12
ojt-rant
108d

The EU is planning to put a law in place that prevents unlimited scrolling of media content.
I don't know how they're going to do this.
I don't know whether I support this.
I don't know who recommended this.
But it was favoured by the majority when it went to vote.

Comments
  • 3
    Wut..? 😁 got a ref?
  • 3
    They could enforce to display cookie popup after each scroll gesture - that would be the essence of regulations.

    edit:

    found some post about it lol

    https://europarl.europa.eu/news/en/...
  • 4
    I mean good, abolish Social Media completely...

    however there's no way to enforce it... people will just make alternative UIs and Apps that use the API that allow infinite scrolling again. It's not gonna work. What we need is to educate people on how social media is destroying their self esteem, locks them in echo chambers, gives them false impressions of everyone else, reduces their attention span, manipulate their opinions and emotions and more... There's no way to protect people from their stupidity other than teaching them in an easy to understand and non-preachy way. Ironically the best way to expose people to the knowledge about harmful social media is social media itself... go figure
  • 5
    Everyone hates infinite scroll from the very beginning.
  • 1
    Simple. Put an end after ten thousand items. There's your end
  • 2
  • 5
    When they came with the cookie law, I had it exactly in my mind as they're doing now and thought "Hah, they'll never do it". Damn, that they actually did that. Wtf
  • 1
    @electrineer good job internet Explorer
  • 3
    "- - MEPs believe companies should be obliged to develop ethical and fair digital products and services “by design” without dark patterns, misleading, or addictive design."

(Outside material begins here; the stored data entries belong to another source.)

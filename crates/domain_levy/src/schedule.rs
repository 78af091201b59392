//! Levy schedules
//!
//! A levy schedule is a scheme's annual billing plan: the budget year it
//! covers, the fund totals being raised, and the billing cadence.

use chrono::{DateTime, NaiveDate, Utc};
use serde::{Deserialize, Serialize};
use std::fmt;
use std::str::FromStr;

use core_kernel::{LevyScheduleId, Money, SchemeId};

use crate::error::LevyError;

/// Supported billing period counts per budget year
pub const SUPPORTED_PERIODS_PER_YEAR: [u32; 4] = [1, 2, 4, 12];

/// Billing frequency for a levy schedule
#[derive(Debug, Clone, Copy, PartialEq, Eq, Serialize, Deserialize)]
#[serde(rename_all = "snake_case")]
pub enum LevyFrequency {
    Annual,
    Quarterly,
    Monthly,
}

impl LevyFrequency {
    /// The conventional period count for this frequency
    pub fn default_periods_per_year(&self) -> u32 {
        match self {
            LevyFrequency::Annual => 1,
            LevyFrequency::Quarterly => 4,
            LevyFrequency::Monthly => 12,
        }
    }

    /// Database/wire representation
    pub fn as_str(&self) -> &'static str {
        match self {
            LevyFrequency::Annual => "annual",
            LevyFrequency::Quarterly => "quarterly",
            LevyFrequency::Monthly => "monthly",
        }
    }
}

impl fmt::Display for LevyFrequency {
    fn fmt(&self, f: &mut fmt::Formatter<'_>) -> fmt::Result {
        write!(f, "{}", self.as_str())
    }
}

impl FromStr for LevyFrequency {
    type Err = LevyError;

    fn from_str(s: &str) -> Result<Self, Self::Err> {
        match s {
            "annual" => Ok(LevyFrequency::Annual),
            "quarterly" => Ok(LevyFrequency::Quarterly),
            "monthly" => Ok(LevyFrequency::Monthly),
            other => Err(LevyError::Validation(format!(
                "Unknown levy frequency: {}",
                other
            ))),
        }
    }
}

/// A scheme's annual levy billing plan
///
/// # Invariants
///
/// - `budget_year_end > budget_year_start`
/// - `periods_per_year` is one of 1, 2, 4, 12
/// - Immutable once any levy item exists for any of its periods; the
///   `BillingService` enforces this with a pre-update guard
#[derive(Debug, Clone, Serialize, Deserialize)]
pub struct LevySchedule {
    /// Unique identifier
    pub id: LevyScheduleId,
    /// Owning scheme
    pub scheme_id: SchemeId,
    /// First day of the budget year
    pub budget_year_start: NaiveDate,
    /// Last day of the budget year
    pub budget_year_end: NaiveDate,
    /// Total to raise for the administrative fund
    pub admin_fund_total: Money,
    /// Total to raise for the capital works fund
    pub capital_works_fund_total: Money,
    /// Billing frequency
    pub frequency: LevyFrequency,
    /// Billing periods per budget year (1, 2, 4 or 12)
    pub periods_per_year: u32,
    /// Day of month levies fall due, clamped per period to the month's end
    pub due_day: u32,
    /// Whether this schedule is the scheme's active plan
    pub is_active: bool,
    /// Created timestamp
    pub created_at: DateTime<Utc>,
    /// Updated timestamp
    pub updated_at: DateTime<Utc>,
}

impl LevySchedule {
    /// Creates a new active schedule
    #[allow(clippy::too_many_arguments)]
    pub fn new(
        scheme_id: SchemeId,
        budget_year_start: NaiveDate,
        budget_year_end: NaiveDate,
        admin_fund_total: Money,
        capital_works_fund_total: Money,
        frequency: LevyFrequency,
        periods_per_year: u32,
        due_day: u32,
    ) -> Self {
        let now = Utc::now();
        Self {
            id: LevyScheduleId::new_v7(),
            scheme_id,
            budget_year_start,
            budget_year_end,
            admin_fund_total,
            capital_works_fund_total,
            frequency,
            periods_per_year,
            due_day,
            is_active: true,
            created_at: now,
            updated_at: now,
        }
    }

    /// Validates the schedule's invariants
    pub fn validate(&self) -> Result<(), LevyError> {
        if self.budget_year_end <= self.budget_year_start {
            return Err(LevyError::Validation(format!(
                "Budget year end {} must be after start {}",
                self.budget_year_end, self.budget_year_start
            )));
        }
        if !SUPPORTED_PERIODS_PER_YEAR.contains(&self.periods_per_year) {
            return Err(LevyError::Validation(format!(
                "Unsupported periods per year: {} (expected 1, 2, 4 or 12)",
                self.periods_per_year
            )));
        }
        if self.due_day < 1 || self.due_day > 31 {
            return Err(LevyError::Validation(format!(
                "Due day {} is outside 1..=31",
                self.due_day
            )));
        }
        if self.admin_fund_total.is_negative() || self.capital_works_fund_total.is_negative() {
            return Err(LevyError::Validation(
                "Fund totals cannot be negative".to_string(),
            ));
        }
        Ok(())
    }

    /// Soft-deactivates the schedule
    pub fn deactivate(&mut self) {
        self.is_active = false;
        self.updated_at = Utc::now();
    }
}

#[cfg(test)]
mod tests {
    use super::*;
    use core_kernel::Currency;
    use rust_decimal_macros::dec;

    fn schedule(ppy: u32, due_day: u32) -> LevySchedule {
        LevySchedule::new(
            SchemeId::new(),
            NaiveDate::from_ymd_opt(2026, 7, 1).unwrap(),
            NaiveDate::from_ymd_opt(2027, 6, 30).unwrap(),
            Money::new(dec!(40000), Currency::AUD),
            Money::new(dec!(10000), Currency::AUD),
            LevyFrequency::Quarterly,
            ppy,
            due_day,
        )
    }

    #[test]
    fn test_valid_schedule() {
        assert!(schedule(4, 31).validate().is_ok());
    }

    #[test]
    fn test_rejects_bad_cardinality() {
        let result = schedule(3, 31).validate();
        assert!(matches!(result, Err(LevyError::Validation(_))));
    }

    #[test]
    fn test_rejects_bad_due_day() {
        assert!(schedule(4, 0).validate().is_err());
        assert!(schedule(4, 32).validate().is_err());
    }

    #[test]
    fn test_rejects_inverted_year() {
        let mut s = schedule(4, 31);
        s.budget_year_end = s.budget_year_start;
        assert!(s.validate().is_err());
    }

    #[test]
    fn test_frequency_round_trip() {
        for f in [
            LevyFrequency::Annual,
            LevyFrequency::Quarterly,
            LevyFrequency::Monthly,
        ] {
            let parsed: LevyFrequency = f.as_str().parse().unwrap();
            assert_eq!(parsed, f);
        }
    }

    #[test]
    fn test_deactivate() {
        let mut s = schedule(4, 31);
        s.deactivate();
        assert!(!s.is_active);
    }
}
//! Budget DTOs

use chrono::{DateTime, Utc};
use rust_decimal::Decimal;
use serde::{Deserialize, Serialize};
use uuid::Uuid;
use validator::Validate;

use core_kernel::FundType;
use domain_budget::{Budget, BudgetLineItem, BudgetWithLines};

#[derive(Debug, Deserialize, Validate)]
pub struct CreateBudgetDto {
    #[validate(range(min = 2000, max = 2100))]
    pub financial_year: i32,
    pub fund_type: FundType,
}

#[derive(Debug, Deserialize, Validate)]
pub struct UpsertLineDto {
    /// Existing line to edit; absent creates a new line
    pub line_id: Option<Uuid>,
    #[validate(length(min = 1, max = 20))]
    pub category_code: String,
    #[validate(length(min = 1, max = 200))]
    pub category_name: String,
    pub budgeted_amount: Decimal,
    pub prior_year_actual: Option<Decimal>,
}

#[derive(Debug, Serialize)]
pub struct BudgetResponse {
    pub id: Uuid,
    pub financial_year: i32,
    pub fund_type: FundType,
    pub status: String,
    pub total_amount: Decimal,
    pub approved_at: Option<DateTime<Utc>>,
    pub created_at: DateTime<Utc>,
}

impl From<Budget> for BudgetResponse {
    fn from(b: Budget) -> Self {
        Self {
            id: *b.id.as_uuid(),
            financial_year: b.financial_year,
            fund_type: b.fund_type,
            status: b.status.as_str().to_string(),
            total_amount: b.total_amount.amount(),
            approved_at: b.approved_at,
            created_at: b.created_at,
        }
    }
}

#[derive(Debug, Serialize)]
pub struct BudgetLineResponse {
    pub id: Uuid,
    pub category_code: String,
    pub category_name: String,
    pub budgeted_amount: Decimal,
    pub prior_year_actual: Option<Decimal>,
}

impl From<BudgetLineItem> for BudgetLineResponse {
    fn from(l: BudgetLineItem) -> Self {
        Self {
            id: *l.id.as_uuid(),
            category_code: l.category_code,
            category_name: l.category_name,
            budgeted_amount: l.budgeted_amount.amount(),
            prior_year_actual: l.prior_year_actual.map(|m| m.amount()),
        }
    }
}

#[derive(Debug, Serialize)]
pub struct BudgetWithLinesResponse {
    #[serde(flatten)]
    pub budget: BudgetResponse,
    pub lines: Vec<BudgetLineResponse>,
}

impl From<BudgetWithLines> for BudgetWithLinesResponse {
    fn from(b: BudgetWithLines) -> Self {
        Self {
            budget: b.budget.into(),
            lines: b.lines.into_iter().map(Into::into).collect(),
        }
    }
}
//! Strata Core - API Server Binary
//!
//! This binary starts the HTTP API server for the strata core system.
//!
//! # Usage
//!
//! ```bash
//! # Run with default configuration
//! cargo run --bin strata-api
//!
//! # Run with environment variables
//! API_HOST=0.0.0.0 API_PORT=8080 DATABASE_URL=postgres://... cargo run --bin strata-api
//! ```
//!
//! # Environment Variables
//!
//! * `API_HOST` - Server host (default: 0.0.0.0)
//! * `API_PORT` - Server port (default: 8080)
//! * `API_DATABASE_URL` / `DATABASE_URL` - PostgreSQL connection string
//! * `API_LOG_LEVEL` - Log level: trace, debug, info, warn, error (default: info)
//! * `API_LOG_JSON` - Set to `true` for JSON log lines (default: false)

use anyhow::Context;
use interface_api::{config::ApiConfig, create_router, AppState};
use std::net::SocketAddr;
use tokio::net::TcpListener;
use tracing_subscriber::{layer::SubscriberExt, util::SubscriberInitExt, EnvFilter};

use infra_db::{create_pool_from_url, run_migrations};

#[tokio::main]
async fn main() -> anyhow::Result<()> {
    // Load .env file if present (useful for local development)
    dotenvy::dotenv().ok();

    let config = ApiConfig::load().context("Failed to load configuration")?;
    init_tracing(&config);

    tracing::info!(
        host = %config.host,
        port = %config.port,
        "Starting Strata Core API Server"
    );

    let pool = create_pool_from_url(&config.database_url)
        .await
        .context("Failed to connect to database")?;
    run_migrations(&pool)
        .await
        .context("Failed to apply migrations")?;

    let app = create_router(AppState::from_pool(pool));

    let addr: SocketAddr = config
        .server_addr()
        .parse()
        .context("Invalid server address")?;
    tracing::info!(%addr, "Server listening");

    let listener = TcpListener::bind(addr)
        .await
        .context("Failed to bind server address")?;
    axum::serve(listener, app)
        .with_graceful_shutdown(shutdown_signal())
        .await
        .context("Server error")?;

    tracing::info!("Server shutdown complete");
    Ok(())
}

/// Initializes the tracing subscriber for structured logging
fn init_tracing(config: &ApiConfig) {
    let filter = EnvFilter::try_from_default_env()
        .or_else(|_| EnvFilter::try_new(&config.log_level))
        .unwrap_or_else(|_| EnvFilter::new("info"));

    let registry = tracing_subscriber::registry().with(filter);
    if config.log_json {
        registry.with(tracing_subscriber::fmt::layer().json()).init();
    } else {
        registry
            .with(tracing_subscriber::fmt::layer().with_target(true))
            .init();
    }
}

/// Waits for shutdown signal (Ctrl+C or SIGTERM) so in-flight requests
/// can complete before the process exits
async fn shutdown_signal() {
    let ctrl_c = async {
        tokio::signal::ctrl_c()
            .await
            .expect("Failed to install Ctrl+C handler");
    };

    #[cfg(unix)]
    let terminate = async {
        tokio::signal::unix::signal(tokio::signal::unix::SignalKind::terminate())
            .expect("Failed to install signal handler")
            .recv()
            .await;
    };

    #[cfg(not(unix))]
    let terminate = std::future::pending::<()>();

    tokio::select! {
        _ = ctrl_c => {
            tracing::info!("Received Ctrl+C, initiating graceful shutdown");
        }
        _ = terminate => {
            tracing::info!("Received SIGTERM, initiating graceful shutdown");
        }
    }
}
//! Database error types

use thiserror::Error;

use core_kernel::PortError;

/// Errors that can occur during database operations
#[derive(Debug, Error)]
pub enum DatabaseError {
    /// Failed to establish a database connection
    #[error("Failed to connect to database: {0}")]
    ConnectionFailed(String),

    /// Query execution failed
    #[error("Query failed: {0}")]
    QueryFailed(String),

    /// Entity not found in database
    #[error("Entity not found: {0}")]
    NotFound(String),

    /// Unique constraint violation
    #[error("Duplicate entry: {0}")]
    DuplicateEntry(String),

    /// Foreign key constraint violation
    #[error("Foreign key violation: {0}")]
    ForeignKeyViolation(String),

    /// Check constraint violation
    #[error("Constraint violation: {0}")]
    ConstraintViolation(String),

    /// Transaction error
    #[error("Transaction failed: {0}")]
    TransactionFailed(String),

    /// Migration error
    #[error("Migration failed: {0}")]
    MigrationFailed(String),

    /// Row data could not be mapped into a domain type
    #[error("Row mapping error: {0}")]
    RowMapping(String),

    /// Pool exhaustion - no available connections
    #[error("Connection pool exhausted")]
    PoolExhausted,

    /// Generic SQL error
    #[error("SQL error: {0}")]
    SqlError(#[from] sqlx::Error),
}

impl DatabaseError {
    /// Creates a not found error for a specific entity type and identifier
    pub fn not_found(entity: &str, id: impl std::fmt::Display) -> Self {
        DatabaseError::NotFound(format!("{} with id '{}' not found", entity, id))
    }

    /// Checks if this error indicates a record was not found
    pub fn is_not_found(&self) -> bool {
        matches!(self, DatabaseError::NotFound(_))
    }

    /// Checks if this error is a constraint violation
    pub fn is_constraint_violation(&self) -> bool {
        matches!(
            self,
            DatabaseError::DuplicateEntry(_)
                | DatabaseError::ForeignKeyViolation(_)
                | DatabaseError::ConstraintViolation(_)
        )
    }
}

/// Maps SQLx errors to specific DatabaseError variants by PostgreSQL
/// error code
impl From<&sqlx::Error> for DatabaseError {
    fn from(error: &sqlx::Error) -> Self {
        match error {
            sqlx::Error::RowNotFound => DatabaseError::NotFound("Record not found".to_string()),
            sqlx::Error::PoolTimedOut => DatabaseError::PoolExhausted,
            sqlx::Error::Database(db_err) => {
                // https://www.postgresql.org/docs/current/errcodes-appendix.html
                if let Some(code) = db_err.code() {
                    match code.as_ref() {
                        "23505" => DatabaseError::DuplicateEntry(db_err.message().to_string()),
                        "23503" => {
                            DatabaseError::ForeignKeyViolation(db_err.message().to_string())
                        }
                        "23514" => {
                            DatabaseError::ConstraintViolation(db_err.message().to_string())
                        }
                        _ => DatabaseError::QueryFailed(db_err.message().to_string()),
                    }
                } else {
                    DatabaseError::QueryFailed(db_err.message().to_string())
                }
            }
            _ => DatabaseError::QueryFailed(error.to_string()),
        }
    }
}

/// Maps database errors onto the domain-facing port error taxonomy
impl From<DatabaseError> for PortError {
    fn from(error: DatabaseError) -> Self {
        match error {
            DatabaseError::NotFound(message) => PortError::NotFound {
                entity_type: "Record".to_string(),
                id: message,
            },
            DatabaseError::DuplicateEntry(message)
            | DatabaseError::ConstraintViolation(message)
            | DatabaseError::ForeignKeyViolation(message) => PortError::Conflict { message },
            DatabaseError::ConnectionFailed(message) => PortError::Connection {
                message,
                source: None,
            },
            DatabaseError::PoolExhausted => PortError::Connection {
                message: "Connection pool exhausted".to_string(),
                source: None,
            },
            other => PortError::Internal {
                message: other.to_string(),
                source: None,
            },
        }
    }
}

/// Converts SQLx errors straight to port errors for repository code
pub(crate) fn sqlx_to_port(error: sqlx::Error) -> PortError {
    DatabaseError::from(&error).into()
}
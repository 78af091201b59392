//! FIFO payment allocation
//!
//! The allocation engine walks a caller-ordered list of outstanding levy
//! items and spends a payment against them oldest-first. It is pure: it
//! mutates nothing and persists nothing. Persisting the resulting
//! allocations and recomputing item balances is the orchestrator's job.

use serde::{Deserialize, Serialize};

use core_kernel::{LevyItemId, Money};

/// An outstanding levy item, as seen by the allocation engine
#[derive(Debug, Clone, Serialize, Deserialize)]
pub struct OutstandingItem {
    pub item_id: LevyItemId,
    pub balance: Money,
}

/// One allocation produced by the FIFO pass
#[derive(Debug, Clone, PartialEq, Serialize, Deserialize)]
pub struct AllocationEntry {
    pub item_id: LevyItemId,
    pub amount: Money,
}

/// Result of allocating one payment
#[derive(Debug, Clone, Serialize, Deserialize)]
pub struct AllocationOutcome {
    /// Per-item allocations, in input order
    pub allocations: Vec<AllocationEntry>,
    /// Remainder left after exhausting the list; a normal result, not an
    /// error
    pub unallocated: Money,
}

impl AllocationOutcome {
    /// Sum of all allocated amounts
    pub fn total_allocated(&self) -> Money {
        self.allocations
            .iter()
            .fold(Money::zero(self.unallocated.currency()), |acc, a| {
                acc + a.amount
            })
    }
}

/// Allocates a payment across outstanding items, oldest first
///
/// # Precondition
///
/// `outstanding` must already be ordered oldest-due-date-first. The engine
/// does not sort; FIFO semantics come entirely from the caller's ordering.
///
/// # Behaviour
///
/// Each item with a positive balance receives `min(remaining, balance)`,
/// rounded to 2 decimal places; the remaining amount is decremented by the
/// same rounded value. Items with a non-positive balance are skipped
/// without consuming any payment. The walk stops as soon as the remainder
/// reaches zero. Anything left after the list is exhausted is returned as
/// `unallocated`.
pub fn allocate(payment_amount: Money, outstanding: &[OutstandingItem]) -> AllocationOutcome {
    let mut remaining = payment_amount;
    let mut allocations = Vec::new();

    for item in outstanding {
        if !remaining.is_positive() {
            break;
        }
        if !item.balance.is_positive() {
            continue;
        }

        let amount = remaining.min(item.balance);
        allocations.push(AllocationEntry {
            item_id: item.item_id,
            amount,
        });
        remaining = remaining - amount;
    }

    AllocationOutcome {
        allocations,
        unallocated: remaining,
    }
}

#[cfg(test)]
mod tests {
    use super::*;
    use core_kernel::Currency;
    use rust_decimal_macros::dec;

    fn aud(amount: rust_decimal::Decimal) -> Money {
        Money::new(amount, Currency::AUD)
    }

    fn items(balances: &[rust_decimal::Decimal]) -> Vec<OutstandingItem> {
        balances
            .iter()
            .map(|b| OutstandingItem {
                item_id: LevyItemId::new(),
                balance: aud(*b),
            })
            .collect()
    }

    #[test]
    fn test_fifo_order() {
        let outstanding = items(&[dec!(100), dec!(50)]);
        let outcome = allocate(aud(dec!(120)), &outstanding);

        assert_eq!(outcome.allocations.len(), 2);
        assert_eq!(outcome.allocations[0].amount, aud(dec!(100)));
        assert_eq!(outcome.allocations[1].amount, aud(dec!(20)));
        assert!(outcome.unallocated.is_zero());
    }

    #[test]
    fn test_partial_second_item_scenario() {
        // Q1 450 outstanding, Q2 450 outstanding, payment 500.
        let outstanding = items(&[dec!(450), dec!(450)]);
        let outcome = allocate(aud(dec!(500)), &outstanding);

        assert_eq!(outcome.allocations[0].amount, aud(dec!(450)));
        assert_eq!(outcome.allocations[1].amount, aud(dec!(50)));
        assert!(outcome.unallocated.is_zero());
    }

    #[test]
    fn test_empty_list_returns_everything_unallocated() {
        let outcome = allocate(aud(dec!(250)), &[]);
        assert!(outcome.allocations.is_empty());
        assert_eq!(outcome.unallocated, aud(dec!(250)));
    }

    #[test]
    fn test_overpayment_leaves_remainder() {
        let outstanding = items(&[dec!(100)]);
        let outcome = allocate(aud(dec!(150)), &outstanding);

        assert_eq!(outcome.allocations[0].amount, aud(dec!(100)));
        assert_eq!(outcome.unallocated, aud(dec!(50)));
    }

    #[test]
    fn test_zero_balance_items_skipped() {
        let outstanding = items(&[dec!(0), dec!(-10), dec!(80)]);
        let outcome = allocate(aud(dec!(100)), &outstanding);

        assert_eq!(outcome.allocations.len(), 1);
        assert_eq!(outcome.allocations[0].item_id, outstanding[2].item_id);
        assert_eq!(outcome.allocations[0].amount, aud(dec!(80)));
        assert_eq!(outcome.unallocated, aud(dec!(20)));
    }

    #[test]
    fn test_stops_early_once_spent() {
        let outstanding = items(&[dec!(30), dec!(30), dec!(30)]);
        let outcome = allocate(aud(dec!(60)), &outstanding);

        assert_eq!(outcome.allocations.len(), 2);
        assert!(outcome.unallocated.is_zero());
    }

    #[test]
    fn test_cent_precision() {
        let outstanding = items(&[dec!(33.33), dec!(33.33), dec!(33.34)]);
        let outcome = allocate(aud(dec!(100)), &outstanding);

        assert_eq!(outcome.total_allocated(), aud(dec!(100)));
        assert!(outcome.unallocated.is_zero());
    }
}
//! Request/response data transfer objects
//!
//! Requests carry plain decimals; the handlers turn them into `Money`
//! in the scheme's currency. Responses flatten `Money` back to decimal
//! amounts. Report DTOs are the domain report types themselves, which
//! already serialize cleanly.

pub mod budget;
pub mod ledger;
pub mod levy;
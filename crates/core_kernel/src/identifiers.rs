//! Strongly-typed identifiers for domain entities
//!
//! Using newtype wrappers around UUIDs provides type safety and prevents
//! accidental mixing of different identifier types.

use serde::{Deserialize, Serialize};
use std::fmt;
use std::str::FromStr;
use uuid::Uuid;

macro_rules! define_id {
    ($name:ident, $prefix:literal) => {
        #[derive(Debug, Clone, Copy, PartialEq, Eq, Hash, PartialOrd, Ord, Serialize, Deserialize)]
        #[serde(transparent)]
        pub struct $name(Uuid);

        impl $name {
            /// Creates a new random identifier
            pub fn new() -> Self {
                Self(Uuid::new_v4())
            }

            /// Creates a new time-ordered identifier (v7)
            pub fn new_v7() -> Self {
                Self(Uuid::now_v7())
            }

            /// Creates from an existing UUID
            pub fn from_uuid(uuid: Uuid) -> Self {
                Self(uuid)
            }

            /// Returns the underlying UUID
            pub fn as_uuid(&self) -> &Uuid {
                &self.0
            }

            /// Returns the identifier prefix for display
            pub fn prefix() -> &'static str {
                $prefix
            }
        }

        impl Default for $name {
            fn default() -> Self {
                Self::new()
            }
        }

        impl fmt::Display for $name {
            fn fmt(&self, f: &mut fmt::Formatter<'_>) -> fmt::Result {
                write!(f, "{}-{}", $prefix, self.0)
            }
        }

        impl FromStr for $name {
            type Err = uuid::Error;

            fn from_str(s: &str) -> Result<Self, Self::Err> {
                // Strip prefix if present
                let uuid_str = s.strip_prefix(concat!($prefix, "-")).unwrap_or(s);
                Ok(Self(Uuid::parse_str(uuid_str)?))
            }
        }

        impl From<Uuid> for $name {
            fn from(uuid: Uuid) -> Self {
                Self(uuid)
            }
        }

        impl From<$name> for Uuid {
            fn from(id: $name) -> Uuid {
                id.0
            }
        }
    };
}

// Tenancy identifiers
define_id!(SchemeId, "SCH");
define_id!(LotId, "LOT");

// Levy domain identifiers
define_id!(LevyScheduleId, "LSC");
define_id!(LevyPeriodId, "LPD");
define_id!(LevyItemId, "LVI");
define_id!(PaymentId, "PAY");
define_id!(AllocationId, "ALC");

// Budget domain identifiers
define_id!(BudgetId, "BUD");
define_id!(BudgetLineId, "BLN");

// Ledger domain identifiers
define_id!(AccountId, "ACC");
define_id!(TransactionId, "TXN");
define_id!(TransactionLineId, "TXL");
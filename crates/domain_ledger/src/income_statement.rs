//! Income statement aggregation
//!
//! Groups categorised movements by (category, fund): receipts become
//! income rows, payments become expense rows. Each fund gets its own
//! statement, plus a combined total across funds.

use std::collections::BTreeMap;

use serde::{Deserialize, Serialize};

use core_kernel::{Currency, FundType, Money};

use crate::transaction::{CategoryMovement, TransactionType};

/// One category's total within an income statement section
#[derive(Debug, Clone, Serialize, Deserialize)]
pub struct CategoryTotal {
    pub category_code: String,
    pub category_name: String,
    pub total: Money,
}

/// One fund's income statement
#[derive(Debug, Clone, Serialize, Deserialize)]
pub struct FundStatement {
    pub fund_type: FundType,
    /// Income categories sorted by code ascending
    pub income: Vec<CategoryTotal>,
    /// Expense categories sorted by code ascending
    pub expenses: Vec<CategoryTotal>,
    pub total_income: Money,
    pub total_expenses: Money,
    /// `total_income - total_expenses`
    pub net: Money,
}

/// Income statements per fund plus the combined total
#[derive(Debug, Clone, Serialize, Deserialize)]
pub struct IncomeStatement {
    /// Per-fund statements in reporting order (admin first)
    pub funds: Vec<FundStatement>,
    pub total_income: Money,
    pub total_expenses: Money,
    pub net: Money,
}

/// Reduces categorised movements into an income statement
pub fn income_statement(movements: &[CategoryMovement]) -> IncomeStatement {
    let currency = movements
        .first()
        .map(|m| m.amount.currency())
        .unwrap_or_default();
    income_statement_in(currency, movements)
}

/// As `income_statement`, with an explicit currency for empty inputs
pub fn income_statement_in(
    currency: Currency,
    movements: &[CategoryMovement],
) -> IncomeStatement {
    let zero = Money::zero(currency);
    let mut total_income = zero;
    let mut total_expenses = zero;

    let funds: Vec<FundStatement> = FundType::ALL
        .into_iter()
        .map(|fund| {
            // Keyed by code so each section comes out sorted.
            let mut income: BTreeMap<String, CategoryTotal> = BTreeMap::new();
            let mut expenses: BTreeMap<String, CategoryTotal> = BTreeMap::new();

            for movement in movements.iter().filter(|m| m.fund_type == fund) {
                let section = match movement.transaction_type {
                    TransactionType::Receipt => &mut income,
                    TransactionType::Payment => &mut expenses,
                };
                let entry = section
                    .entry(movement.category_code.clone())
                    .or_insert_with(|| CategoryTotal {
                        category_code: movement.category_code.clone(),
                        category_name: movement.category_name.clone(),
                        total: zero,
                    });
                entry.total = entry.total + movement.amount;
            }

            let fund_income = income
                .values()
                .fold(zero, |acc, row| acc + row.total);
            let fund_expenses = expenses
                .values()
                .fold(zero, |acc, row| acc + row.total);

            total_income = total_income + fund_income;
            total_expenses = total_expenses + fund_expenses;

            FundStatement {
                fund_type: fund,
                income: income.into_values().collect(),
                expenses: expenses.into_values().collect(),
                total_income: fund_income,
                total_expenses: fund_expenses,
                net: fund_income - fund_expenses,
            }
        })
        .collect();

    IncomeStatement {
        funds,
        total_income,
        total_expenses,
        net: total_income - total_expenses,
    }
}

    This sounds awesome. The EU is awesome.
  • 2
    Will devrant survive until it gets banned by this?
  • 1
    @electrineer because they know what devrant is and they care about people who use it
  • 4
    obviously they are disappointed on their software engineers scrolling devrant instead of inventing and implementing new regulations to fuck up our lives, so they found the way to stop it by removing scroll functionality as a new law of european web browsing
  • 1
  • 0
    It get's a little more complicated. They're trying to crack down on the "addictive" behaviour of the way an app or website is designed! This sounds like a future nightmare for developers.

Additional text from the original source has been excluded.